** Entries supplied follows **

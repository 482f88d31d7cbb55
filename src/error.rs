use thiserror::Error;

#[derive(Error, Debug)]
pub enum SalinError {
    #[error("IO error: {0}")]
    Io(#[from] std::io::Error),

    #[error("JSON serialization error: {0}")]
    Json(#[from] serde_json::Error),

    #[error("TOML parsing error: {0}")]
    Toml(#[from] toml::de::Error),

    #[error("HTTP request error: {0}")]
    Http(#[from] reqwest::Error),

    #[error("Source and target are misaligned: {source_lines} source lines vs {target_lines} target lines")]
    Alignment {
        source_lines: usize,
        target_lines: usize,
    },

    #[error("Length mismatch: {predictions} predictions, {references} references, {sources} sources")]
    LengthMismatch {
        predictions: usize,
        references: usize,
        sources: usize,
    },

    #[error("Artifact not found: {0}")]
    MissingArtifact(String),

    #[error("Translation error: {0}")]
    Translation(String),

    #[error("Scoring error: {0}")]
    Scoring(String),

    #[error("Configuration error: {0}")]
    Config(String),
}

pub type Result<T> = std::result::Result<T, SalinError>;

** End of Entries supplied **

* _Directions_
If a line in the data contains the string "SalinError", copy it.

* _Exercise response_
pub enum SalinError {
pub type Result<T> = std::result::Result<T, SalinError>;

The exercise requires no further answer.